Troubleshooting high-availability configurations for SAP

In high-availability configurations for SAP on Google Cloud, the root cause of issues might lie in the clustering software, the SAP software, the Google Cloud infrastructure, or some combination of these.

Analyze Pacemaker logs in Cloud Logging

The following video shows how you can start troubleshooting high-availability configurations for SAP on Google Cloud using Cloud Logging.

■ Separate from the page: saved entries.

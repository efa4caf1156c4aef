// tests/serial_order.rs

mod common;
use crate::common::builders::{CountdownBuilder, Event, EventLog, Recorded};
use crate::common::fake_service::ManualService;
use crate::common::{capture, init_tracing, resolve_now, with_timeout};

use std::sync::atomic::{AtomicUsize, Ordering};
use std::sync::{Arc, Mutex};
use std::time::Duration;

use stageflow::exec::{DelayedService, ImmediateService, Performer, PoolMode, PoolService};
use stageflow::{FlowError, Progress, Progression, Serial, Serially, serially};

fn immediate() -> Performer {
    Arc::new(ImmediateService)
}

/// Panics if any stage started before the previous one finished.
fn assert_no_overlap(log: &[Event]) {
    let mut open: Option<usize> = None;
    for event in log {
        match (*event, open) {
            (Event::Started(tag), None) => open = Some(tag),
            (Event::Finished(tag), Some(current)) if tag == current => open = None,
            (event, open) => panic!("{event:?} while {open:?} was running: {log:?}"),
        }
    }
    assert!(open.is_none(), "stage {open:?} never finished");
}

#[test]
fn empty_sequence_finishes_with_no_results() {
    let results = resolve_now(serially(Vec::<Recorded>::new(), immediate())).unwrap();
    assert!(results.is_empty());
}

#[test]
fn next_stage_waits_for_the_previous_one() {
    init_tracing();

    let hop = ManualService::new();
    let log: EventLog = Arc::new(Mutex::new(Vec::new()));
    let stages: Vec<Recorded> = (0..3)
        .map(|tag| Recorded::new(tag, Arc::clone(&log), hop.clone()))
        .collect();

    let slot = capture(stages.serially(immediate()));
    assert_eq!(*log.lock().unwrap(), vec![Event::Started(0)]);
    assert_eq!(hop.queued(), 1);

    assert!(hop.run_next());
    assert_eq!(
        *log.lock().unwrap(),
        vec![Event::Started(0), Event::Finished(0), Event::Started(1)]
    );
    assert_eq!(hop.queued(), 1);

    hop.run_all();
    assert_eq!(slot.lock().unwrap().take().unwrap().unwrap(), vec![0, 1, 2]);
    assert_no_overlap(&log.lock().unwrap());
}

#[test]
fn a_failing_stage_ends_the_sequence() {
    let third_ran = Arc::new(AtomicUsize::new(0));
    let stages = vec![
        CountdownBuilder::new(2).value(1).build(),
        CountdownBuilder::new(2).fail_on_step(2).build(),
        CountdownBuilder::new(2).counter(Arc::clone(&third_ran)).build(),
    ];

    let err = resolve_now(serially(stages, immediate())).unwrap_err();
    assert!(matches!(err, FlowError::Other(_)));
    assert!(err.to_string().contains("countdown failed"));
    assert_eq!(third_ran.load(Ordering::SeqCst), 0);
}

#[test]
fn progress_is_checked_inside_each_child() {
    let executed = Arc::new(AtomicUsize::new(0));
    let stages: Vec<_> = (0..2)
        .map(|_| CountdownBuilder::new(5).counter(Arc::clone(&executed)).build())
        .collect();

    let watched = Arc::clone(&executed);
    let progress = Progress::new(move || watched.load(Ordering::SeqCst) < 3);
    let sequence = Serial::new(stages, immediate()).with_progress(progress.clone());

    let err = resolve_now(sequence.deferred(immediate(), Some(progress))).unwrap_err();
    assert!(matches!(err, FlowError::Cancelled));
    // The first child stops after its third step instead of running all five.
    assert_eq!(executed.load(Ordering::SeqCst), 3);
}

#[tokio::test(flavor = "multi_thread", worker_threads = 4)]
async fn random_latencies_keep_submission_order() {
    init_tracing();

    let pool: Performer = Arc::new(PoolService::current(PoolMode::Async).unwrap());
    let log: EventLog = Arc::new(Mutex::new(Vec::new()));

    // Later stages are faster, so any overlap would reorder the log.
    let stages: Vec<Recorded> = (0..8)
        .map(|tag| {
            let delay = Duration::from_millis(((8 - tag) * 3) as u64);
            let hop: Performer =
                Arc::new(DelayedService::current(Performer::clone(&pool), delay).unwrap());
            Recorded::new(tag, Arc::clone(&log), hop)
        })
        .collect();

    let results = with_timeout(serially(stages, pool).wait()).await.unwrap();
    assert_eq!(results, (0..8).collect::<Vec<_>>());

    let log = log.lock().unwrap();
    assert_eq!(log.len(), 16);
    assert_no_overlap(&log);
}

Failed node in a Linux cluster doesn't restart properly after a failover

If your Linux high-availability cluster uses the fence_gce fence agent and a fenced VM fails to rejoin the cluster after a failover, you might need to delay the start of the Corosync software when fenced VMs restart.

Issue

During a failover, the fence_gce agent fences the failed Compute Engine VM, which reboots and rejoins the cluster before Pacemaker registers the fence action as complete. Because the fence action is not registered as complete, the rebooted VM shuts down its Pacemaker and Corosync services and leaves the cluster.

Diagnosis

To confirm that this is your issue:

Make sure that your cluster is using the fence_gce agent:

RHEL

pcs config

SLES

crm config show

The fence agent definition includes fence_gce.

RHEL

Stonith Devices:
Resource: STONITH-example-ha-vm1 (class=stonith type=fence_gce)
Attributes: port=example-ha-vm1 project=example-project-123456 zone=us-central1-a
Operations: monitor interval=300s timeout=120s (STONITH-example-ha-vm1-monitor-interval-60s)
Resource: STONITH-example-ha-vm2 (class=stonith type=fence_gce)
Attributes: port=example-ha-vm2 project=example-project-123456 zone=us-central1-c
Operations: monitor interval=300s timeout=120s (STONITH-example-ha-vm2-monitor-interval-60s)

SLES

primitive fence-example-ha-vm1 stonith:fence_gce \
 op monitor interval=300s timeout=120s \
 op start interval=0 timeout=60s \
 params port=example-ha-vm1 zone=us-central1-a project=example-project-123456
primitive fence-example-ha-vm2 stonith:fence_gce \
 op monitor interval=300s timeout=120s \
 op start interval=0 timeout=60s \
 params port=example-ha-vm2 zone=us-central1-c project=example-project-123456

Check the system log for the following messages:

DATESTAMP> node2 stonith-ng[1106]:  notice: Operation reboot of node2 by node1 for stonith_admin.1366@node1.c3382af8: OK
DATESTAMP> node2 stonith-ng[1106]:   error: stonith_construct_reply: Triggered assert at commands.c:2343 : request != NULL
DATESTAMP> node2 stonith-ng[1106]: warning: Can't create a sane reply
DATESTAMP> node2 crmd[1110]:    crit: We were allegedly just fenced by node1 for node1!
DATESTAMP> node2 pacemakerd[1055]: warning: Shutting cluster down because crmd[1110] had fatal failure

Solution

Configure the operating systems in both cluster nodes to delay the start of Corosync to ensure the fence action has time to register as complete with Pacemaker on the new primary node. Also, set the Pacemaker reboot timeout value to account for the delay.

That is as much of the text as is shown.